D’après la Répression des fraudes (DGCCRF), un poivre sur deux n’en est pas vraiment (parfois coupé avec du sable, de la craie), un poisson sur deux est non-conforme (mensonges sur l’étiquette, soucis d’hygiène ou allergènes non-mentionnés), 43% des miels présentent des défauts de composition, de qualité ou sont faussement étiquetés français. Certains n’ont même jamais vu l’ombre d’une ruche tant ils sont adultérés chimiquement. Des tomates made in France proviennent en réalité de serres espagnoles. De la piquette est cachée derrière des étiquettes de grands crus.

L’opacité : un mauvais choix politique

Aucun rayon n’y échappe et les quantités dépassent l’imagination. En 2021, l’opération conjointe d’Europol et d’INTERPOL a mené à des saisies records de plus de 15.000 tonnes d’aliments et boissons illicites et au démantèlement de 42 réseaux criminels. 
La France n’est pas épargnée par la fraude alimentaire mais celle-ci est savamment occultée par nos autorités. Impossible de savoir si vous avez consommé ces produits frauduleux, sous quelle marque, en quelle quantité, où et depuis quand. La Cour des comptes a pourtant allumé à plusieurs reprises le ministère de l’Agriculture et le ministère de l’Économie : « Quelle qu’en soit la justification, cette situation est anormale ». 
Car des pays comme l’Irlande, le Danemark, l’Italie, la République tchèque, la Grande-Bretagne, ont, eux, mis en place depuis le scandale de la viande de cheval des stratégies de lutte contre la fraude alimentaire et consacrent des moyens à la hauteur de l’enjeu, en jouant la carte de la transparence à l’égard des consommateurs. Cette transparence est dissuasive pour les candidats-fraudeurs, elle redore la confiance mal en point des consommateurs et valorise les producteurs qui travaillent dans les règles de l’art. Pourquoi en effet respecter les règles si ceux qui les enfreignent ne sont jamais épinglés publiquement ? 

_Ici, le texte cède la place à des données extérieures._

use std::fmt;

use super::{AngleDeg, Line, PointLocation, Ray, Segment, Vector};
use crate::intersection::filter_solutions;
use crate::tolerance::CIRCUMCENTER_EPSILON;
use crate::utils::Rounded;
use crate::{Intersects, Orientation, Solutions};

/// Triangle with vertices `a`, `b` and `c`, in either winding order.
#[derive(Debug, Clone, Copy, PartialEq, Default)]
pub struct Triangle([Vector; 3]);

impl Triangle {
  pub fn new(a: Vector, b: Vector, c: Vector) -> Triangle {
    Triangle([a, b, c])
  }

  pub fn a(&self) -> Vector {
    self.0[0]
  }

  pub fn b(&self) -> Vector {
    self.0[1]
  }

  pub fn c(&self) -> Vector {
    self.0[2]
  }

  pub fn vertices(&self) -> &[Vector; 3] {
    &self.0
  }

  /// Non-degenerate: the vertices are not collinear.
  pub fn is_valid(&self) -> bool {
    !self.orientation().is_colinear()
  }

  pub fn orientation(&self) -> Orientation {
    let [a, b, c] = &self.0;
    Orientation::new(a, b, c)
  }

  /// Twice the signed area of the triangle `a b c`: positive when the vertices
  /// turn counter-clockwise, negative when clockwise, zero when collinear.
  ///
  /// The sign is exact; it is computed with adaptive-precision arithmetic.
  ///
  /// ```rust
  /// # use rgeom2d::data::{Triangle, Vector};
  /// let a = Vector::new(0.0, 0.0);
  /// let b = Vector::new(4.0, 0.0);
  /// let c = Vector::new(0.0, 3.0);
  /// assert_eq!(Triangle::double_signed_area(&a, &b, &c), 12.0);
  /// assert_eq!(Triangle::double_signed_area(&a, &c, &b), -12.0);
  /// ```
  pub fn double_signed_area(a: &Vector, b: &Vector, c: &Vector) -> f64 {
    geometry_predicates::predicates::orient2d(a.0, b.0, c.0)
  }

  pub fn signed_area(&self) -> f64 {
    let [a, b, c] = &self.0;
    Triangle::double_signed_area(a, b, c) * 0.5
  }

  pub fn area(&self) -> f64 {
    self.signed_area().abs()
  }

  /// Check if the vertices turn counter-clockwise.
  pub fn ccw(&self) -> bool {
    let [a, b, c] = &self.0;
    Triangle::double_signed_area(a, b, c) > 0.0
  }

  /// Boundary-inclusive containment test, independent of winding order.
  pub fn contains(&self, point: &Vector) -> bool {
    let [r1, r2, r3] = self.0.map(|v| v - *point);
    let o1 = r1.outer_product(&r2);
    let o2 = r2.outer_product(&r3);
    let o3 = r3.outer_product(&r1);
    (o1 >= 0.0 && o2 >= 0.0 && o3 >= 0.0) || (o1 <= 0.0 && o2 <= 0.0 && o3 <= 0.0)
  }

  // O(1)
  pub fn locate(&self, pt: &Vector) -> PointLocation {
    let [a, b, c] = &self.0;
    let sides = [
      Orientation::new(a, b, pt),
      Orientation::new(b, c, pt),
      Orientation::new(c, a, pt),
    ];
    let cw = sides.iter().any(|o| o.is_cw());
    let ccw = sides.iter().any(|o| o.is_ccw());
    if cw && ccw {
      PointLocation::Outside
    } else if sides.iter().any(|o| o.is_colinear()) {
      if self.edges().iter().any(|edge| edge.on_segment_weakly(pt)) {
        PointLocation::OnBoundary
      } else {
        PointLocation::Outside
      }
    } else {
      PointLocation::Inside
    }
  }

  pub fn edges(&self) -> [Segment; 3] {
    let [a, b, c] = self.0;
    [Segment::new(a, b), Segment::new(b, c), Segment::new(c, a)]
  }

  pub fn centroid(&self) -> Vector {
    self.0.iter().copied().sum::<Vector>() / 3.0
  }

  /// Intersection of the angle bisectors at `a` and `b`.
  pub fn incenter(&self) -> Option<Vector> {
    let [a, b, c] = self.0;
    let bisect_a = Line::from_origin_and_angle(a, AngleDeg::bisect(&(b - a).th(), &(c - a).th()));
    let bisect_b = Line::from_origin_and_angle(b, AngleDeg::bisect(&(a - b).th(), &(c - b).th()));
    bisect_a.intersection(&bisect_b)
  }

  /// Center of the circle through all three vertices. `None` for collinear
  /// vertices.
  pub fn circumcenter(&self) -> Option<Vector> {
    let [a, b, c] = self.0;
    let ab = Line::try_perpendicular_bisector(a, b).ok();
    let bc = Line::try_perpendicular_bisector(b, c).ok();
    let ca = Line::try_perpendicular_bisector(c, a).ok();
    let meet = |l1: Option<Line>, l2: Option<Line>| l1?.intersection(&l2?);

    meet(ab, bc)
      .or_else(|| meet(ab, ca))
      .or_else(|| meet(bc, ca))
      .or_else(|| {
        let ab = b - a;
        let ac = c - a;
        let cross = ab.outer_product(&ac);
        if cross.abs() < CIRCUMCENTER_EPSILON {
          return None;
        }
        let inv = 0.5 / cross;
        let (ab2, ac2) = (ab.r2(), ac.r2());
        Some(Vector::new(
          a.x() + inv * (ab2 * ac.y() - ac2 * ab.y()),
          a.y() + inv * (ab.x() * ac2 - ac.x() * ab2),
        ))
      })
  }

  /// Intersection of the altitudes from `a` and `b`.
  pub fn orthocenter(&self) -> Option<Vector> {
    let [a, b, c] = self.0;
    let altitude_a = Line::from_points(b, c).ok()?.perpendicular(&a);
    let altitude_b = Line::from_points(c, a).ok()?.perpendicular(&b);
    altitude_a.intersection(&altitude_b)
  }

  /// Crossings of the edges `ab`, `bc` and `ca` with `line`. A line through a
  /// vertex reports that vertex once.
  pub fn intersection_with_line(&self, line: &Line) -> Solutions {
    let mut sols = Solutions::new();
    for edge in &self.edges() {
      if sols.is_full() {
        break;
      }
      if let Some(p) = edge.intersection_with_line(line) {
        if !sols.iter().any(|s| s.equals_weakly(&p)) {
          sols.push(p);
        }
      }
    }
    sols
  }

  pub fn intersection_with_ray(&self, ray: &Ray) -> Solutions {
    let sols = self.intersection_with_line(&ray.line());
    filter_solutions(sols, |p| ray.in_right_dir(p, 1.0))
  }

  pub fn intersection_with_segment(&self, segment: &Segment) -> Solutions {
    match segment.line() {
      Ok(line) => {
        let sols = self.intersection_with_line(&line);
        filter_solutions(sols, |p| segment.contains(p))
      }
      Err(_) => Solutions::new(),
    }
  }
}

impl<'a, 'b> Intersects<&'a Line> for &'b Triangle {
  type Output = Solutions;
  fn intersect(self, line: &'a Line) -> Solutions {
    self.intersection_with_line(line)
  }
}

impl<'a, 'b> Intersects<&'a Ray> for &'b Triangle {
  type Output = Solutions;
  fn intersect(self, ray: &'a Ray) -> Solutions {
    self.intersection_with_ray(ray)
  }
}

impl<'a, 'b> Intersects<&'a Segment> for &'b Triangle {
  type Output = Solutions;
  fn intersect(self, segment: &'a Segment) -> Solutions {
    self.intersection_with_segment(segment)
  }
}

impl fmt::Display for Triangle {
  fn fmt(&self, f: &mut fmt::Formatter<'_>) -> fmt::Result {
    let [a, b, c] = self.0;
    write!(
      f,
      "(tri {} {} {} {} {} {})",
      Rounded(a.x()),
      Rounded(a.y()),
      Rounded(b.x()),
      Rounded(b.y()),
      Rounded(c.x()),
      Rounded(c.y())
    )
  }
}

#[cfg(test)]
mod tests {
  use super::*;
  use crate::testing::any_vector;

  use approx::assert_abs_diff_eq;
  use claims::{assert_none, assert_some};
  use proptest::prelude::*;
  use test_strategy::proptest;

  fn right() -> Triangle {
    Triangle::new(Vector::new(0.0, 0.0), Vector::new(4.0, 0.0), Vector::new(0.0, 3.0))
  }

  #[test]
  fn areas() {
    let tri = right();
    assert_eq!(tri.signed_area(), 6.0);
    assert_eq!(tri.area(), 6.0);
    assert!(tri.ccw());
    let cw = Triangle::new(tri.a(), tri.c(), tri.b());
    assert_eq!(cw.signed_area(), -6.0);
    assert_eq!(cw.area(), 6.0);
    assert!(!cw.ccw());
    assert!(tri.is_valid());
    let flat = Triangle::new(Vector::new(0.0, 0.0), Vector::new(1.0, 1.0), Vector::new(2.0, 2.0));
    assert!(!flat.is_valid());
  }

  #[test]
  fn contains_either_winding() {
    let tri = right();
    let cw = Triangle::new(tri.a(), tri.c(), tri.b());
    for t in &[tri, cw] {
      assert!(t.contains(&Vector::new(1.0, 1.0)));
      assert!(t.contains(&Vector::new(2.0, 0.0)));
      assert!(!t.contains(&Vector::new(3.0, 3.0)));
    }
  }

  #[test]
  fn locate() {
    let tri = right();
    assert_eq!(tri.locate(&Vector::new(1.0, 1.0)), PointLocation::Inside);
    assert_eq!(tri.locate(&Vector::new(2.0, 0.0)), PointLocation::OnBoundary);
    assert_eq!(tri.locate(&Vector::new(0.0, 0.0)), PointLocation::OnBoundary);
    assert_eq!(tri.locate(&Vector::new(5.0, 0.0)), PointLocation::Outside);
    assert_eq!(tri.locate(&Vector::new(3.0, 3.0)), PointLocation::Outside);
  }

  #[test]
  fn centers() {
    let tri = right();
    let centroid = tri.centroid();
    assert_abs_diff_eq!(centroid.x(), 4.0 / 3.0, epsilon = 1e-12);
    assert_abs_diff_eq!(centroid.y(), 1.0, epsilon = 1e-12);

    let circumcenter = assert_some!(tri.circumcenter());
    assert!(circumcenter.equals_weakly(&Vector::new(2.0, 1.5)));

    // Right angle at a.
    let orthocenter = assert_some!(tri.orthocenter());
    assert!(orthocenter.equals_weakly(&Vector::new(0.0, 0.0)));

    // Inradius of the 3-4-5 triangle is 1.
    let incenter = assert_some!(tri.incenter());
    assert!(incenter.equals_weakly(&Vector::new(1.0, 1.0)), "{}", incenter);
  }

  #[test]
  fn collinear_centers() {
    let flat = Triangle::new(Vector::new(0.0, 0.0), Vector::new(1.0, 0.0), Vector::new(2.0, 0.0));
    assert_none!(flat.circumcenter());
    assert_none!(flat.orthocenter());
  }

  #[test]
  fn line_crossings() {
    let tri = right();
    let line = Line::from_points(Vector::new(-1.0, 1.0), Vector::new(1.0, 1.0)).unwrap();
    let sols = tri.intersect(&line);
    assert_eq!(sols.len(), 2);
    assert!(sols[0].equals_weakly(&Vector::new(8.0 / 3.0, 1.0)));
    assert!(sols[1].equals_weakly(&Vector::new(0.0, 1.0)));

    // Through vertex b and the opposite edge.
    let through = Line::from_points(Vector::new(4.0, 0.0), Vector::new(0.0, 1.0)).unwrap();
    let sols = tri.intersect(&through);
    assert_eq!(sols.len(), 2);
    assert!(sols[0].equals_weakly(&Vector::new(4.0, 0.0)));
    assert!(sols[1].equals_weakly(&Vector::new(0.0, 1.0)));

    let miss = Line::from_points(Vector::new(-1.0, 5.0), Vector::new(1.0, 5.0)).unwrap();
    assert!(tri.intersect(&miss).is_empty());
  }

  #[test]
  fn ray_and_segment_crossings() {
    let tri = right();
    let ray = Ray::from_points(Vector::new(1.0, 1.0), Vector::new(2.0, 1.0));
    let sols = tri.intersect(&ray);
    assert_eq!(sols.len(), 1);
    assert!(sols[0].equals_weakly(&Vector::new(8.0 / 3.0, 1.0)));

    let seg = Segment::new(Vector::new(-1.0, 1.0), Vector::new(1.0, 1.0));
    let sols = tri.intersect(&seg);
    assert_eq!(sols.len(), 1);
    assert!(sols[0].equals_weakly(&Vector::new(0.0, 1.0)));
  }

  #[test]
  fn display() {
    assert_eq!(right().to_string(), "(tri 0.0 0.0 4.0 0.0 0.0 3.0)");
  }

  #[proptest]
  fn double_signed_area_flips_with_order(
    #[strategy(any_vector())] a: Vector,
    #[strategy(any_vector())] b: Vector,
    #[strategy(any_vector())] c: Vector,
  ) {
    let sign = |area: f64| area.partial_cmp(&0.0);
    let abc = Triangle::double_signed_area(&a, &b, &c);
    let acb = Triangle::double_signed_area(&a, &c, &b);
    prop_assert_eq!(sign(abc), sign(-acb));
    prop_assert_eq!(sign(Triangle::double_signed_area(&b, &c, &a)), sign(abc));
  }

  #[proptest]
  fn circumcenter_is_equidistant(
    #[strategy(any_vector())] a: Vector,
    #[strategy(any_vector())] b: Vector,
    #[strategy(any_vector())] c: Vector,
  ) {
    let tri = Triangle::new(a, b, c);
    prop_assume!(tri.area() > 1000.0);
    let center = tri.circumcenter().unwrap();
    let (da, db, dc) = (center.dist(&a), center.dist(&b), center.dist(&c));
    prop_assert!((da - db).abs() < 1e-6 * da.max(1.0));
    prop_assert!((da - dc).abs() < 1e-6 * da.max(1.0));
  }

  #[proptest]
  fn centroid_is_inside(
    #[strategy(any_vector())] a: Vector,
    #[strategy(any_vector())] b: Vector,
    #[strategy(any_vector())] c: Vector,
  ) {
    let tri = Triangle::new(a, b, c);
    prop_assume!(tri.is_valid());
    prop_assert!(tri.contains(&tri.centroid()));
  }
}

Cela vaut la peine de frauder

Sur le terrain, les moyens dédiés aux contrôles en France se réduisent comme peau de chagrin depuis des années. La grande majorité des fraudeurs passe donc à travers les mailles du filet. Quant aux quelques fois où ils se font attraper, cela se règle souvent par la négociation de transactions sans aucune publicité et aux montants inconnus ; l’affaire va rarement jusqu’aux tribunaux, sanctions ultimes. Ainsi le bio qui n’en est pas se voit tout simplement requalifié en conventionnel et est donc commercialisé comme si de rien n’était. Le risque est faible : ça vaut la peine de frauder. 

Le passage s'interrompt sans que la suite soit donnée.